#### [Your task]
Copy out each line below that has the word "slots" in it.

#### [Records shown]
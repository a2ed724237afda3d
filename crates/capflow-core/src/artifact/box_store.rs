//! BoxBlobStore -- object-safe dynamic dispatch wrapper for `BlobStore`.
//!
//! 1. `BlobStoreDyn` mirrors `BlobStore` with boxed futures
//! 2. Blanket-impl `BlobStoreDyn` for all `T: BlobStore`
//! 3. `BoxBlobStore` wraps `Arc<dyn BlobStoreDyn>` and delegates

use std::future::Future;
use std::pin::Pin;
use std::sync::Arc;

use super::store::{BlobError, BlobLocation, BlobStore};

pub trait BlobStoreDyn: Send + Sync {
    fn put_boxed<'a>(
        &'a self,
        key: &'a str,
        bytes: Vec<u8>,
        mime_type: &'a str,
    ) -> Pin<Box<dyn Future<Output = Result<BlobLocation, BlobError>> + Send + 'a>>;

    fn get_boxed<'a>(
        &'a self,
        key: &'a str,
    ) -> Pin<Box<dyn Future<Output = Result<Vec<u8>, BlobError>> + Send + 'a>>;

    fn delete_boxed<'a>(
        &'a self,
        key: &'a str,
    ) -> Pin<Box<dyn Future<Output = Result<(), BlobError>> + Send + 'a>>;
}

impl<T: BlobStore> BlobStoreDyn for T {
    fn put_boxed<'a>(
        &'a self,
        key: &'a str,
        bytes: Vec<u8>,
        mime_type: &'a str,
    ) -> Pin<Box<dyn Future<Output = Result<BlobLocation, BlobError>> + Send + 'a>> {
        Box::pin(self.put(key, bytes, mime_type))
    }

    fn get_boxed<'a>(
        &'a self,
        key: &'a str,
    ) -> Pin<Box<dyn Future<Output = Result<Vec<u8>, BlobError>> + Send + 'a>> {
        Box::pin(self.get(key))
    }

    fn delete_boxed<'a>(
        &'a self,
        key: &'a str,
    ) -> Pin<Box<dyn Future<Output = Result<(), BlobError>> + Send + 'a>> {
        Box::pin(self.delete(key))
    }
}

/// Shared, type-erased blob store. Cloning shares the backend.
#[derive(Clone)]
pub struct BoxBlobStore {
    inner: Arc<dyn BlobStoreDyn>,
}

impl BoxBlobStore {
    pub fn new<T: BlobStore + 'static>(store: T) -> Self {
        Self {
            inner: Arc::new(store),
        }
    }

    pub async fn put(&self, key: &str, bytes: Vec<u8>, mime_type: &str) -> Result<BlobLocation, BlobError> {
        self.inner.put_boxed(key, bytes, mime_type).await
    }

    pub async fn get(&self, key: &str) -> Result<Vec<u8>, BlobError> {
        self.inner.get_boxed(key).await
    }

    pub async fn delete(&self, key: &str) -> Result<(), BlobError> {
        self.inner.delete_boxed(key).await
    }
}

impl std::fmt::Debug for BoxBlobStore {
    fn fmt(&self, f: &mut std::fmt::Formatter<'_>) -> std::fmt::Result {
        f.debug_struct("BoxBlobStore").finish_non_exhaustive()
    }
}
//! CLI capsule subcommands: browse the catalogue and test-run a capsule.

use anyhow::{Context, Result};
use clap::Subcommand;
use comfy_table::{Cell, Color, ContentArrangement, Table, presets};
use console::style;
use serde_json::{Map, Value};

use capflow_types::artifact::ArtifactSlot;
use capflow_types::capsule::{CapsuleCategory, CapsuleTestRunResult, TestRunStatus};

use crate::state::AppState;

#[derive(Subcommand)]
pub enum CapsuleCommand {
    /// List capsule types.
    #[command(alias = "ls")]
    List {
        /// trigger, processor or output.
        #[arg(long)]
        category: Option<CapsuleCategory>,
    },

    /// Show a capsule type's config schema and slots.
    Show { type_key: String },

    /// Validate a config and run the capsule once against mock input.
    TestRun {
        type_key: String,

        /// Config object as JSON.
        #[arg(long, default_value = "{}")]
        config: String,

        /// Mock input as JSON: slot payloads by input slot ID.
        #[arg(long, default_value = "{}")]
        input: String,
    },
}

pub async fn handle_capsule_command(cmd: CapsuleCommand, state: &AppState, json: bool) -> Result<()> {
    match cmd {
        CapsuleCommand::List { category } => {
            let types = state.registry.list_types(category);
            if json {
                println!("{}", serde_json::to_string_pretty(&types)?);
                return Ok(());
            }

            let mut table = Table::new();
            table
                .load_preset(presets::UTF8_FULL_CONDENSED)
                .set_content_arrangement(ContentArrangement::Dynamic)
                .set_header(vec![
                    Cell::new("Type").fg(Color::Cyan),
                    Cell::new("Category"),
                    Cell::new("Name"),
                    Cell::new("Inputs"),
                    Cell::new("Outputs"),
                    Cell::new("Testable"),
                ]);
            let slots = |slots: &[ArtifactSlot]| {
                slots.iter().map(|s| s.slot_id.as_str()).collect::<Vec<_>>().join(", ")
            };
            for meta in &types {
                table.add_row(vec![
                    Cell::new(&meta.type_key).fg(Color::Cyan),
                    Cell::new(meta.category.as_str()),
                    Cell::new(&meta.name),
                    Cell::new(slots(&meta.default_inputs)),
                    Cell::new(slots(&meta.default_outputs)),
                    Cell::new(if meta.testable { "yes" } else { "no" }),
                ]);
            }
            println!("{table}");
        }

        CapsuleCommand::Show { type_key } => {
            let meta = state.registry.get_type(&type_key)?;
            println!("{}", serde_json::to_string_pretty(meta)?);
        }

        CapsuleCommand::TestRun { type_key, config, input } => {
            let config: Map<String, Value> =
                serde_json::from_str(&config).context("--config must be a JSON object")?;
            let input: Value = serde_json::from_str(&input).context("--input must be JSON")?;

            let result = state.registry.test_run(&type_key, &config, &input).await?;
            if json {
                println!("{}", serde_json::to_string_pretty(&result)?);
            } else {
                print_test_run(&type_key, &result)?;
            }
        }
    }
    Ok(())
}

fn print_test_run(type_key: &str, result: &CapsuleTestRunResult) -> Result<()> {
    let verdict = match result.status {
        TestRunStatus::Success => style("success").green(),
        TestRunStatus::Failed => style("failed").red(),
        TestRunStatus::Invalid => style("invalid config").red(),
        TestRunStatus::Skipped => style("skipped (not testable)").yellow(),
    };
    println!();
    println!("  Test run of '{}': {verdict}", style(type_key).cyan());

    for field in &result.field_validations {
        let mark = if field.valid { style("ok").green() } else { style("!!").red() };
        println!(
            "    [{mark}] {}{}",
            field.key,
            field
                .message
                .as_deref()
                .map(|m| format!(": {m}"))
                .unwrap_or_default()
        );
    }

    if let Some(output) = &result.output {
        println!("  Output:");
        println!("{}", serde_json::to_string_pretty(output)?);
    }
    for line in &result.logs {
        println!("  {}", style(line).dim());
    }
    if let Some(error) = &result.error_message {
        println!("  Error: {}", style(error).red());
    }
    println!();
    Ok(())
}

...

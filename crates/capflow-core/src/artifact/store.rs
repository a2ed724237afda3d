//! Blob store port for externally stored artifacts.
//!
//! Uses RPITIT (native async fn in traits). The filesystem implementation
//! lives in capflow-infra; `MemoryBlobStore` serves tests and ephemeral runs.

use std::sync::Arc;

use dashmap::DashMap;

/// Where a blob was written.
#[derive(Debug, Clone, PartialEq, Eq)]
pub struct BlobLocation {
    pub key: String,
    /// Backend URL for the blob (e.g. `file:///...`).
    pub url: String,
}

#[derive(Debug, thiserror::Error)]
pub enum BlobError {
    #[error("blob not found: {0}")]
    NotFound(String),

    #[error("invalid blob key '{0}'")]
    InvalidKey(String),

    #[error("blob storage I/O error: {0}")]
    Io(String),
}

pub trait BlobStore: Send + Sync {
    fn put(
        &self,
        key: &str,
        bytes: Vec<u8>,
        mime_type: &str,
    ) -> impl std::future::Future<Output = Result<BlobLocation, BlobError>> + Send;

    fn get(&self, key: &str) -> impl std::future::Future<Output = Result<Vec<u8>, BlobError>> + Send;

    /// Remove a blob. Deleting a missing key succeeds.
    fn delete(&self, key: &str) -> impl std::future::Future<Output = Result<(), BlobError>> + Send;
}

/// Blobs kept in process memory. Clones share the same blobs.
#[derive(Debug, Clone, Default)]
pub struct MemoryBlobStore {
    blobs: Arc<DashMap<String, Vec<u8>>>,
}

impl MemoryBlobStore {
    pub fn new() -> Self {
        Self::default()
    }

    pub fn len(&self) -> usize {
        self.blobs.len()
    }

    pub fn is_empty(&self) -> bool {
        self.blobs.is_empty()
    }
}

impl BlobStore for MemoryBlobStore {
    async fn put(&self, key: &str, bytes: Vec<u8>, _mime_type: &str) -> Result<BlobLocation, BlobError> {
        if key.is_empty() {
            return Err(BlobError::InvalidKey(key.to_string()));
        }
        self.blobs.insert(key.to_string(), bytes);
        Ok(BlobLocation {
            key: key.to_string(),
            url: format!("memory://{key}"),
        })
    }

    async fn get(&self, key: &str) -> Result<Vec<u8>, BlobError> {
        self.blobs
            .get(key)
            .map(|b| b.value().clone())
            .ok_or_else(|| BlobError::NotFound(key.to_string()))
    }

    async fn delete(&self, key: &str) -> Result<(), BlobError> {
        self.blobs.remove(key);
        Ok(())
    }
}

#### [Answer for this exercise]
    /// Show a capsule type's config schema and slots.
            let slots = |slots: &[ArtifactSlot]| {
                slots.iter().map(|s| s.slot_id.as_str()).collect::<Vec<_>>().join(", ")
                    Cell::new(slots(&meta.default_inputs)),
                    Cell::new(slots(&meta.default_outputs)),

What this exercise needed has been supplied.